Karen Malloy recounted that the hell began with the officers
beating and pistol-whipping the men down the line, repeatedly hitting
them and making them get up. One of the cops then threw a knife and
told the men, “here, defend yourself…pick it up so I can blow
your goddamn head off.” None of the men would pick the knife up,
knowing full well that if they had, they would be killed on a trumped
up charge of self-defense. While the men were wise not to take the
bait on the knife, they endured severe beatings for their refusal.
Lee Forsythe was noted by Cooper’s mother as having wounds so deep
in his head, she could see his skull.
“They were going to shoot us one at a time” Michael Clark
would later testify. After the efforts to get the men to pick up the
knife so the officers could have a reason to murder them in cold
blood, they amped up the interrogation tactics. Officer Senak began
the show of cruelty by first taking the two white women out of the
line and tearing their clothes off. “Why you got to fuck them?
what’s wrong with us, you nigger lovers!” Senak yelled.
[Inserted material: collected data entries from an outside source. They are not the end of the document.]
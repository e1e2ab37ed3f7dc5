use crate::registry::{ShutterHandle, ShutterRegistry};
use actix_web::http::StatusCode;
use serde::Serialize;
use std::collections::HashMap;
use tracing::*;

pub const ERROR_INTERNAL: &str = "internal";
pub const ERROR_NOT_IMPLEMENTED: &str = "not_implemented";
pub const ERROR_INVALID_OBJECT: &str = "invalid_object";
pub const ERROR_INVALID_ARGUMENT: &str = "invalid_argument";

/// Fallback body when a response fails to serialize.
const INTERNAL_ERROR_BODY: &[u8] = br#"{"error":"internal"}"#;

/// Status code and JSON body of one routed request.
#[derive(Debug)]
pub struct Reply {
    pub status: StatusCode,
    pub body: Vec<u8>,
}

fn json_reply<T: Serialize>(data: &T, status: StatusCode) -> Reply {
    match serde_json::to_vec(data) {
        Ok(body) => Reply { status, body },
        Err(err) => {
            error!("Failed to serialize response: {}", err);
            Reply {
                status: StatusCode::INTERNAL_SERVER_ERROR,
                body: INTERNAL_ERROR_BODY.to_vec(),
            }
        }
    }
}

#[derive(Serialize)]
struct ErrorBody {
    error: &'static str,
}

pub fn error_reply(code: &'static str, status: StatusCode) -> Reply {
    json_reply(&ErrorBody { error: code }, status)
}

fn unknown_object(segment: &str) -> Reply {
    debug!("Unknown object {:?}", segment);
    error_reply(ERROR_INVALID_OBJECT, StatusCode::NOT_FOUND)
}

#[derive(Serialize)]
struct ArgumentDescriptor {
    name: &'static str,
    #[serde(rename = "type")]
    kind: &'static str,
    range_from: f32,
    range_to: f32,
}

#[derive(Serialize)]
struct InvalidArgumentBody {
    error: &'static str,
    args: [ArgumentDescriptor; 1],
}

fn invalid_argument(name: &'static str, range_from: f32, range_to: f32) -> Reply {
    json_reply(
        &InvalidArgumentBody {
            error: ERROR_INVALID_ARGUMENT,
            args: [ArgumentDescriptor {
                name,
                kind: "float",
                range_from,
                range_to,
            }],
        },
        StatusCode::BAD_REQUEST,
    )
}

#[derive(Serialize)]
struct ChildrenBody {
    children: Vec<String>,
}

#[derive(Serialize)]
struct ShutterBody {
    name: String,
    children: Vec<String>,
    position: f32,
    angle: f32,
}

#[derive(Serialize)]
struct MoveBody {
    name: String,
    position: f32,
}

#[derive(Serialize)]
struct FlipBody {
    name: String,
    angle: f32,
}

/// One node of the static dispatch tree. Branch variants carry their child
/// table, leaf variants the handle of the shutter they act on.
enum Endpoint {
    Root {
        children: HashMap<String, Endpoint>,
    },
    Shutter {
        handle: ShutterHandle,
        children: HashMap<String, Endpoint>,
    },
    Move {
        handle: ShutterHandle,
    },
    Flip {
        handle: ShutterHandle,
    },
}

/// Resolves slash delimited request paths against a static tree built once
/// from the registry. An empty (or missing) segment makes the current node
/// describe itself or, on an action leaf, run the action; a non-empty
/// segment either descends into a child or is an unknown object.
pub struct Router {
    root: Endpoint,
}

impl Router {
    pub fn new(registry: &ShutterRegistry) -> Self {
        let mut children = HashMap::new();
        for (name, handle) in registry.iter() {
            let mut actions = HashMap::new();
            actions.insert(
                String::from("move"),
                Endpoint::Move {
                    handle: handle.clone(),
                },
            );
            actions.insert(
                String::from("flip"),
                Endpoint::Flip {
                    handle: handle.clone(),
                },
            );
            children.insert(
                name.clone(),
                Endpoint::Shutter {
                    handle: handle.clone(),
                    children: actions,
                },
            );
        }
        Self {
            root: Endpoint::Root { children },
        }
    }

    pub async fn dispatch(&self, path: &str, query: &HashMap<String, String>) -> Reply {
        let segments: Vec<&str> = path.trim_start_matches('/').split('/').collect();
        let mut node = &self.root;
        let mut index = 0;
        loop {
            let segment = segments.get(index).copied().unwrap_or("");
            match node {
                Endpoint::Root { children } => {
                    if segment.is_empty() {
                        return json_reply(
                            &ChildrenBody {
                                children: children.keys().cloned().collect(),
                            },
                            StatusCode::OK,
                        );
                    }
                    match children.get(segment) {
                        Some(child) => node = child,
                        None => return unknown_object(segment),
                    }
                }
                Endpoint::Shutter { handle, children } => {
                    if segment.is_empty() {
                        return describe_shutter(handle).await;
                    }
                    match children.get(segment) {
                        Some(child) => node = child,
                        None => return unknown_object(segment),
                    }
                }
                Endpoint::Move { handle } => {
                    if !segment.is_empty() {
                        return unknown_object(segment);
                    }
                    return handle_move(handle, query).await;
                }
                Endpoint::Flip { handle } => {
                    if !segment.is_empty() {
                        return unknown_object(segment);
                    }
                    return handle_flip(handle, query).await;
                }
            }
            index += 1;
        }
    }
}

async fn describe_shutter(handle: &ShutterHandle) -> Reply {
    match handle.status().await {
        Ok(status) => json_reply(
            &ShutterBody {
                name: status.name,
                // move and flip are dispatchable but not enumerated
                children: Vec::new(),
                position: status.position,
                angle: status.angle,
            },
            StatusCode::OK,
        ),
        Err(err) => {
            error!("Failed to query shutter status: {}", err);
            error_reply(ERROR_INTERNAL, StatusCode::INTERNAL_SERVER_ERROR)
        }
    }
}

async fn handle_move(handle: &ShutterHandle, query: &HashMap<String, String>) -> Reply {
    match query.get("position").map(|raw| raw.parse::<f32>()) {
        Some(Ok(position)) => match handle.move_to(position).await {
            Ok(status) => json_reply(
                &MoveBody {
                    name: status.name,
                    position: status.position,
                },
                StatusCode::OK,
            ),
            Err(err) => {
                error!("Failed to move shutter: {}", err);
                error_reply(ERROR_INTERNAL, StatusCode::INTERNAL_SERVER_ERROR)
            }
        },
        invalid => {
            debug!("Invalid position argument: {:?}", invalid);
            invalid_argument("position", 0.0, 100.0)
        }
    }
}

async fn handle_flip(handle: &ShutterHandle, query: &HashMap<String, String>) -> Reply {
    match query.get("angle").map(|raw| raw.parse::<f32>()) {
        Some(Ok(angle)) => match handle.flip(angle).await {
            Ok(status) => json_reply(
                &FlipBody {
                    name: status.name,
                    angle: status.angle,
                },
                StatusCode::OK,
            ),
            Err(err) => {
                error!("Failed to flip shutter: {}", err);
                error_reply(ERROR_INTERNAL, StatusCode::INTERNAL_SERVER_ERROR)
            }
        },
        invalid => {
            debug!("Invalid angle argument: {:?}", invalid);
            invalid_argument("angle", 0.0, 1.0)
        }
    }
}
Senak
made the women pull each other’s clothes off of one another,
tearing at them himself as he got frustrated with their stalling.
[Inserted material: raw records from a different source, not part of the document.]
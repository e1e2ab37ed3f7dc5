pub mod configuration;
pub mod error;
pub mod gpio;
pub mod logging;
pub mod registry;
pub mod router;
pub mod server;
pub mod shutter;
Before moving on, the women were left tattered in nothing but their
underwear.
As Senak, Paille and August continued their abuse
of the women, more officers from the national guard began spilling
into the motel. [James] Sortor
testified that the men in uniform were not only stripping women down
and beating the men, “some of them were just standing back.
Laughing at us.” After the women were stripped down and denigrated,
the officers began what was known as the “death game.” Lee
Forsythe stated, “They started killing us, one by one.” Officer
Senak began with Roderick Davis, dragging him into one of the rooms
and closed the door behind them. Warrant Officer Theodore Thomas
followed Senak in. Thomas testified “Senak told the man to lay on
the floor and he fired a round through the wall…he didn’t shoot
him, he scared him…then he winked at me.” Davis was then told not
to move or they would kill him, leaving him alone in the room
afterward. As Warrant Officer Thomas walked out of the room, he was
asked if Senak killed the man; “yes,” he replied.
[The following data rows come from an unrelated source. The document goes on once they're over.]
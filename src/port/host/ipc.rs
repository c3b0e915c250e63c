//! IPC objects: wait lists, semaphores and mutexes

use alloc::collections::VecDeque;
use alloc::vec::Vec;
use core::cell::RefMut;

use crate::core::cs_cell::CsCell;
use crate::critical::CriticalSection;

use super::{
    clip_name, rt_schedule, rt_thread_self, RtErr, RtObjectClass, RtThread, RT_EFULL, RT_EINVAL,
    RT_EOK, RT_ERROR, RT_ETIMEOUT, RT_IPC_FLAG_PRIO, RT_MUTEX_HOLD_MAX, RT_SEM_VALUE_MAX,
};

/// Reset an IPC object
pub const RT_IPC_CMD_RESET: u8 = 0x01;

#[derive(Clone, Copy)]
struct Waiter {
    thread: &'static RtThread,
    seq: u32,
}

/// Threads suspended on an IPC object
///
/// An entry stays in the list after its wait ended by timeout or resume;
/// such entries are dropped the next time the list is looked at.
pub(crate) struct WaitList {
    entries: VecDeque<Waiter>,
}

impl WaitList {
    pub(crate) const fn new() -> Self {
        Self {
            entries: VecDeque::new(),
        }
    }

    fn prune(&mut self, cs: &CriticalSection) {
        self.entries.retain(|w| w.thread.is_waiting(cs, w.seq));
    }

    pub(crate) fn push(&mut self, cs: &CriticalSection, thread: &'static RtThread, seq: u32, flag: u8) {
        self.prune(cs);
        let waiter = Waiter { thread, seq };
        if flag & RT_IPC_FLAG_PRIO != 0 {
            let prio = thread.ctl(cs).current_priority();
            let pos = self
                .entries
                .iter()
                .position(|w| w.thread.ctl(cs).current_priority() > prio)
                .unwrap_or(self.entries.len());
            self.entries.insert(pos, waiter);
        } else {
            self.entries.push_back(waiter);
        }
    }

    pub(crate) fn first(&mut self, cs: &CriticalSection) -> Option<&'static RtThread> {
        self.prune(cs);
        self.entries.front().map(|w| w.thread)
    }

    pub(crate) fn pop(&mut self, cs: &CriticalSection) -> Option<&'static RtThread> {
        self.prune(cs);
        self.entries.pop_front().map(|w| w.thread)
    }

    pub(crate) fn len(&mut self, cs: &CriticalSection) -> usize {
        self.prune(cs);
        self.entries.len()
    }

    /// Live waiters, head first
    pub(crate) fn snapshot(&mut self, cs: &CriticalSection) -> Vec<&'static RtThread> {
        self.prune(cs);
        self.entries.iter().map(|w| w.thread).collect()
    }

    /// Wake every waiter with `error`, returning how many were woken
    pub(crate) fn wake_all(&mut self, cs: &CriticalSection, error: RtErr) -> usize {
        let mut count = 0;
        while let Some(thread) = self.pop(cs) {
            thread.wake(cs, error);
            count += 1;
        }
        count
    }
}

pub(crate) struct IpcState {
    pub(crate) name: &'static str,
    pub(crate) class: RtObjectClass,
    pub(crate) flag: u8,
    pub(crate) suspend_thread: WaitList,
}

/// Common part of every IPC object
pub struct RtIpcObject {
    st: CsCell<IpcState>,
}

impl RtIpcObject {
    pub const fn new() -> Self {
        Self {
            st: CsCell::new(IpcState {
                name: "",
                class: RtObjectClass::Null,
                flag: 0,
                suspend_thread: WaitList::new(),
            }),
        }
    }

    pub fn name(&self) -> &'static str {
        self.st.with(|s| s.name)
    }

    pub fn class(&self) -> RtObjectClass {
        self.st.with(|s| s.class)
    }

    #[inline]
    pub(crate) fn state<'cs>(&'cs self, cs: &'cs CriticalSection) -> RefMut<'cs, IpcState> {
        self.st.get(cs)
    }

    pub(crate) fn init(&self, cs: &CriticalSection, name: &'static str, class: RtObjectClass, flag: u8) {
        let mut st = self.st.get(cs);
        st.name = clip_name(name);
        st.class = class;
        st.flag = flag;
        st.suspend_thread = WaitList::new();
    }

    /// Wake all waiters with an error and drop the class
    pub(crate) fn detach(&self, cs: &CriticalSection) {
        let mut st = self.st.get(cs);
        st.suspend_thread.wake_all(cs, -RT_ERROR);
        st.class = RtObjectClass::Null;
    }

    /// Suspend the calling thread on this object
    ///
    /// A thread closed from outside is not queued; blocking it leaves it.
    pub(crate) fn suspend_self(&self, cs: &CriticalSection, timeout: i32) -> Result<&'static RtThread, RtErr> {
        let thread = rt_thread_self().ok_or(-RT_ERROR)?;
        let Some(seq) = thread.prepare_wait(cs, timeout) else {
            return Ok(thread);
        };
        let mut st = self.st.get(cs);
        let flag = st.flag;
        st.suspend_thread.push(cs, thread, seq, flag);
        Ok(thread)
    }
}

impl Default for RtIpcObject {
    fn default() -> Self {
        Self::new()
    }
}

/// Number of threads waiting on `ipc`
pub fn rt_ipc_suspended_count(ipc: &RtIpcObject) -> usize {
    let cs = CriticalSection::enter();
    let count = ipc.state(&cs).suspend_thread.len(&cs);
    count
}

// ============ Semaphore ============

pub struct RtSemaphore {
    pub parent: RtIpcObject,
    value: CsCell<u16>,
}

impl RtSemaphore {
    pub const fn new() -> Self {
        Self {
            parent: RtIpcObject::new(),
            value: CsCell::new(0),
        }
    }

    pub fn value(&self) -> u16 {
        self.value.with(|v| *v)
    }
}

impl Default for RtSemaphore {
    fn default() -> Self {
        Self::new()
    }
}

pub fn rt_sem_init(sem: &RtSemaphore, name: &'static str, value: u32, flag: u8) -> RtErr {
    if value > RT_SEM_VALUE_MAX as u32 {
        return -RT_EINVAL;
    }
    let cs = CriticalSection::enter();
    sem.parent.init(&cs, name, RtObjectClass::Semaphore, flag);
    *sem.value.get(&cs) = value as u16;
    RT_EOK
}

pub fn rt_sem_detach(sem: &RtSemaphore) -> RtErr {
    {
        let cs = CriticalSection::enter();
        if sem.parent.state(&cs).class != RtObjectClass::Semaphore {
            return -RT_ERROR;
        }
        sem.parent.detach(&cs);
    }
    rt_schedule();
    RT_EOK
}

pub fn rt_sem_take(sem: &RtSemaphore, timeout: i32) -> RtErr {
    let thread = {
        let cs = CriticalSection::enter();
        if sem.parent.state(&cs).class != RtObjectClass::Semaphore {
            return -RT_ERROR;
        }
        let mut value = sem.value.get(&cs);
        if *value > 0 {
            *value -= 1;
            return RT_EOK;
        }
        drop(value);
        if timeout == 0 {
            return -RT_ETIMEOUT;
        }
        match sem.parent.suspend_self(&cs, timeout) {
            Ok(thread) => thread,
            Err(e) => return e,
        }
    };
    thread.block()
}

pub fn rt_sem_release(sem: &RtSemaphore) -> RtErr {
    {
        let cs = CriticalSection::enter();
        let mut st = sem.parent.state(&cs);
        if st.class != RtObjectClass::Semaphore {
            return -RT_ERROR;
        }
        match st.suspend_thread.pop(&cs) {
            Some(thread) => thread.wake(&cs, RT_EOK),
            None => {
                let mut value = sem.value.get(&cs);
                if *value == RT_SEM_VALUE_MAX {
                    return -RT_EFULL;
                }
                *value += 1;
                return RT_EOK;
            }
        }
    }
    rt_schedule();
    RT_EOK
}

/// `RT_IPC_CMD_RESET` wakes every waiter with an error and sets the value
pub fn rt_sem_control(sem: &RtSemaphore, cmd: u8, arg: u16) -> RtErr {
    if cmd != RT_IPC_CMD_RESET {
        return -RT_ERROR;
    }
    {
        let cs = CriticalSection::enter();
        let mut st = sem.parent.state(&cs);
        if st.class != RtObjectClass::Semaphore {
            return -RT_ERROR;
        }
        st.suspend_thread.wake_all(&cs, -RT_ERROR);
        *sem.value.get(&cs) = arg;
    }
    rt_schedule();
    RT_EOK
}

// ============ Mutex ============

struct MutexCtl {
    owner: Option<&'static RtThread>,
    hold: u8,
    original_priority: u8,
}

pub struct RtMutex {
    pub parent: RtIpcObject,
    ctl: CsCell<MutexCtl>,
}

impl RtMutex {
    pub const fn new() -> Self {
        Self {
            parent: RtIpcObject::new(),
            ctl: CsCell::new(MutexCtl {
                owner: None,
                hold: 0,
                original_priority: 0xFF,
            }),
        }
    }

    pub fn owner(&self) -> Option<&'static RtThread> {
        self.ctl.with(|c| c.owner)
    }

    pub fn hold(&self) -> u8 {
        self.ctl.with(|c| c.hold)
    }

    pub fn original_priority(&self) -> u8 {
        self.ctl.with(|c| c.original_priority)
    }
}

impl Default for RtMutex {
    fn default() -> Self {
        Self::new()
    }
}

/// Give the owner the best priority among itself and the waiters
fn mutex_update_owner_prio(mutex: &RtMutex, cs: &CriticalSection) {
    let c = mutex.ctl.get(cs);
    let Some(owner) = c.owner else {
        return;
    };
    let mut prio = c.original_priority;
    drop(c);
    if let Some(head) = mutex.parent.state(cs).suspend_thread.first(cs) {
        prio = prio.min(head.ctl(cs).current_priority());
    }
    owner.ctl(cs).set_current_priority(prio);
}

pub fn rt_mutex_init(mutex: &RtMutex, name: &'static str, flag: u8) -> RtErr {
    let cs = CriticalSection::enter();
    mutex.parent.init(&cs, name, RtObjectClass::Mutex, flag);
    *mutex.ctl.get(&cs) = MutexCtl {
        owner: None,
        hold: 0,
        original_priority: 0xFF,
    };
    RT_EOK
}

pub fn rt_mutex_detach(mutex: &RtMutex) -> RtErr {
    {
        let cs = CriticalSection::enter();
        if mutex.parent.state(&cs).class != RtObjectClass::Mutex {
            return -RT_ERROR;
        }
        let mut c = mutex.ctl.get(&cs);
        if let Some(owner) = c.owner.take() {
            owner.ctl(&cs).set_current_priority(c.original_priority);
        }
        c.hold = 0;
        drop(c);
        mutex.parent.detach(&cs);
    }
    rt_schedule();
    RT_EOK
}

pub fn rt_mutex_take(mutex: &RtMutex, timeout: i32) -> RtErr {
    let Some(me) = rt_thread_self() else {
        return -RT_ERROR;
    };
    {
        let cs = CriticalSection::enter();
        if mutex.parent.state(&cs).class != RtObjectClass::Mutex {
            return -RT_ERROR;
        }
        let mut c = mutex.ctl.get(&cs);
        match c.owner {
            None => {
                c.owner = Some(me);
                c.hold = 1;
                c.original_priority = me.ctl(&cs).current_priority();
                return RT_EOK;
            }
            Some(owner) if core::ptr::eq(owner, me) => {
                if c.hold >= RT_MUTEX_HOLD_MAX {
                    return -RT_EFULL;
                }
                c.hold += 1;
                return RT_EOK;
            }
            Some(_) => {}
        }
        drop(c);
        if timeout == 0 {
            return -RT_ETIMEOUT;
        }
        if let Err(e) = mutex.parent.suspend_self(&cs, timeout) {
            return e;
        }
        mutex_update_owner_prio(mutex, &cs);
    }
    let err = me.block();
    if err != RT_EOK {
        let cs = CriticalSection::enter();
        mutex_update_owner_prio(mutex, &cs);
    }
    err
}

pub fn rt_mutex_release(mutex: &RtMutex) -> RtErr {
    let Some(me) = rt_thread_self() else {
        return -RT_ERROR;
    };
    {
        let cs = CriticalSection::enter();
        if mutex.parent.state(&cs).class != RtObjectClass::Mutex {
            return -RT_ERROR;
        }
        let mut c = mutex.ctl.get(&cs);
        match c.owner {
            Some(owner) if core::ptr::eq(owner, me) => {}
            _ => return -RT_ERROR,
        }
        c.hold -= 1;
        if c.hold > 0 {
            return RT_EOK;
        }
        me.ctl(&cs).set_current_priority(c.original_priority);
        let next = mutex.parent.state(&cs).suspend_thread.pop(&cs);
        match next {
            Some(thread) => {
                c.owner = Some(thread);
                c.hold = 1;
                c.original_priority = thread.ctl(&cs).current_priority();
                drop(c);
                thread.wake(&cs, RT_EOK);
                mutex_update_owner_prio(mutex, &cs);
            }
            None => {
                c.owner = None;
                c.original_priority = 0xFF;
            }
        }
    }
    rt_schedule();
    RT_EOK
}

#[cfg(test)]
mod tests {
    use super::*;

    #[test]
    fn sem_counts_without_waiters() {
        static SEM: RtSemaphore = RtSemaphore::new();
        assert_eq!(rt_sem_init(&SEM, "s", 1, RT_IPC_FLAG_PRIO), RT_EOK);
        assert_eq!(rt_sem_take(&SEM, 0), RT_EOK);
        assert_eq!(rt_sem_take(&SEM, 0), -RT_ETIMEOUT);
        assert_eq!(rt_sem_release(&SEM), RT_EOK);
        assert_eq!(SEM.value(), 1);
        assert_eq!(rt_sem_control(&SEM, RT_IPC_CMD_RESET, 7), RT_EOK);
        assert_eq!(SEM.value(), 7);
        assert_eq!(rt_sem_detach(&SEM), RT_EOK);
        assert_eq!(rt_sem_take(&SEM, 0), -RT_ERROR);
    }

    #[test]
    fn sem_release_saturates() {
        static SEM: RtSemaphore = RtSemaphore::new();
        assert_eq!(rt_sem_init(&SEM, "full", RT_SEM_VALUE_MAX as u32, 0), RT_EOK);
        assert_eq!(rt_sem_release(&SEM), -RT_EFULL);
        assert_eq!(rt_sem_init(&SEM, "over", RT_SEM_VALUE_MAX as u32 + 1, 0), -RT_EINVAL);
    }

    #[test]
    fn mutex_needs_a_thread() {
        static MTX: RtMutex = RtMutex::new();
        assert_eq!(rt_mutex_init(&MTX, "m", RT_IPC_FLAG_PRIO), RT_EOK);
        assert_eq!(rt_mutex_take(&MTX, 0), -RT_ERROR);
        assert!(MTX.owner().is_none());
    }
}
“Want to kill one?” an officer then asked Warrant Officer
Thomas. “Yes” Thomas stated, as he knew the point of the game was
to scare the people left in line in the hallway behind them. Michael
Clark was next. “Let’s see, (Ronald) August told the officer to
take me in the room and shoot me.” Thomas took Clark into the
room, laid him down, and fired a shot out the window, telling him if
he moved, he would be killed. After Clark, Pollard would be the next
target and the “death game” would become a cruel execution for
men and women left with the officers.
Senak then handed a pistol to August, saying “Do
you want to kill one now?” Ronald August grabbed hold of the gun
and then dragged Aubrey Pollard into a rear room of the Motel. “I
can’t recall what was said (between Senak and August) as he gave
him the gun…this was supposed to scare them” Officer Thomas later
testified. Officer August apparently did not understand the ‘game’
with Pollard though. After tossing Pollard to the ground, Pollard
screamed out “Don’t shoot!” A shot was heard. Pollard was dead
(Mitchell 3-5).
[Survivor] Lee Forsythe was
staying at the motel when the police stormed the building. He says he
ducked into a room and hollered out to let officers know he was
there. What happened next, he says, was terrifying.
“I could see him [a
police officer] kicking the door open and
firing shots” Forsythe says. “And all of a sudden, he got to me,
and he opened the door, and he pointed the shotgun at me, and…it..it
just didn’t fire. He was…it didn’t have a shell.”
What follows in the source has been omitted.